INSTRUCTIONS FOR THE TASK =
Lines holding the word "crate" must be located in the listing below and copied.

# # # # #

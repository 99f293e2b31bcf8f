use super::SeaOrmStorage;
use std::collections::HashMap;

use crate::entity::student_parents::{ActiveModel, Column, Entity as StudentParents};
use crate::entity::users::{Column as UserColumn, Entity as Users};
use crate::errors::{Result, TinyLearnError};
use crate::models::links::{
    entities::StudentParentLink,
    requests::CreateLinkRequest,
    responses::{LinkListResponse, LinkWithStudent},
};
use sea_orm::{ActiveModelTrait, ColumnTrait, EntityTrait, QueryFilter, QueryOrder, Set};

impl SeaOrmStorage {
    /// 创建学生-家长关联
    pub async fn create_link_impl(&self, req: CreateLinkRequest) -> Result<StudentParentLink> {
        let now = chrono::Utc::now().timestamp();

        let model = ActiveModel {
            student_id: Set(req.student_id),
            parent_id: Set(req.parent_id),
            relationship: Set(req.relationship.to_string()),
            can_receive_messages: Set(req.can_receive_messages),
            can_view_progress: Set(req.can_view_progress),
            created_at: Set(now),
            ..Default::default()
        };

        let result = model
            .insert(&self.db)
            .await
            .map_err(|e| TinyLearnError::database_operation(format!("创建关联失败: {e}")))?;

        Ok(result.into_link())
    }

    /// 通过 ID 获取关联
    pub async fn get_link_by_id_impl(&self, id: i64) -> Result<Option<StudentParentLink>> {
        let result = StudentParents::find_by_id(id)
            .one(&self.db)
            .await
            .map_err(|e| TinyLearnError::database_operation(format!("查询关联失败: {e}")))?;

        Ok(result.map(|m| m.into_link()))
    }

    /// 获取某学生与某家长之间的关联
    pub async fn get_link_impl(
        &self,
        student_id: i64,
        parent_id: i64,
    ) -> Result<Option<StudentParentLink>> {
        let result = StudentParents::find()
            .filter(Column::StudentId.eq(student_id))
            .filter(Column::ParentId.eq(parent_id))
            .one(&self.db)
            .await
            .map_err(|e| TinyLearnError::database_operation(format!("查询关联失败: {e}")))?;

        Ok(result.map(|m| m.into_link()))
    }

    /// 列出家长名下的关联，附学生信息
    pub async fn list_links_for_parent_impl(&self, parent_id: i64) -> Result<LinkListResponse> {
        let rows = StudentParents::find()
            .filter(Column::ParentId.eq(parent_id))
            .order_by_asc(Column::CreatedAt)
            .all(&self.db)
            .await
            .map_err(|e| TinyLearnError::database_operation(format!("查询关联列表失败: {e}")))?;

        let student_ids: Vec<i64> = rows.iter().map(|m| m.student_id).collect();
        let students = Users::find()
            .filter(UserColumn::Id.is_in(student_ids))
            .all(&self.db)
            .await
            .map_err(|e| TinyLearnError::database_operation(format!("查询学生信息失败: {e}")))?;

        let students_by_id: HashMap<i64, _> = students
            .into_iter()
            .map(|u| (u.id, u.into_user()))
            .collect();

        let items = rows
            .into_iter()
            .filter_map(|link| {
                let student = students_by_id.get(&link.student_id).cloned()?;
                Some(LinkWithStudent {
                    link: link.into_link(),
                    student,
                })
            })
            .collect();

        Ok(LinkListResponse { items })
    }

    /// 删除关联
    pub async fn delete_link_impl(&self, id: i64) -> Result<bool> {
        let result = StudentParents::delete_by_id(id)
            .exec(&self.db)
            .await
            .map_err(|e| TinyLearnError::database_operation(format!("删除关联失败: {e}")))?;

        Ok(result.rows_affected > 0)
    }
}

# # # # #

ANSWER SECTION =
use crate::entity::student_parents::{ActiveModel, Column, Entity as StudentParents};
use crate::entity::users::{Column as UserColumn, Entity as Users};
use crate::errors::{Result, TinyLearnError};
use crate::models::links::{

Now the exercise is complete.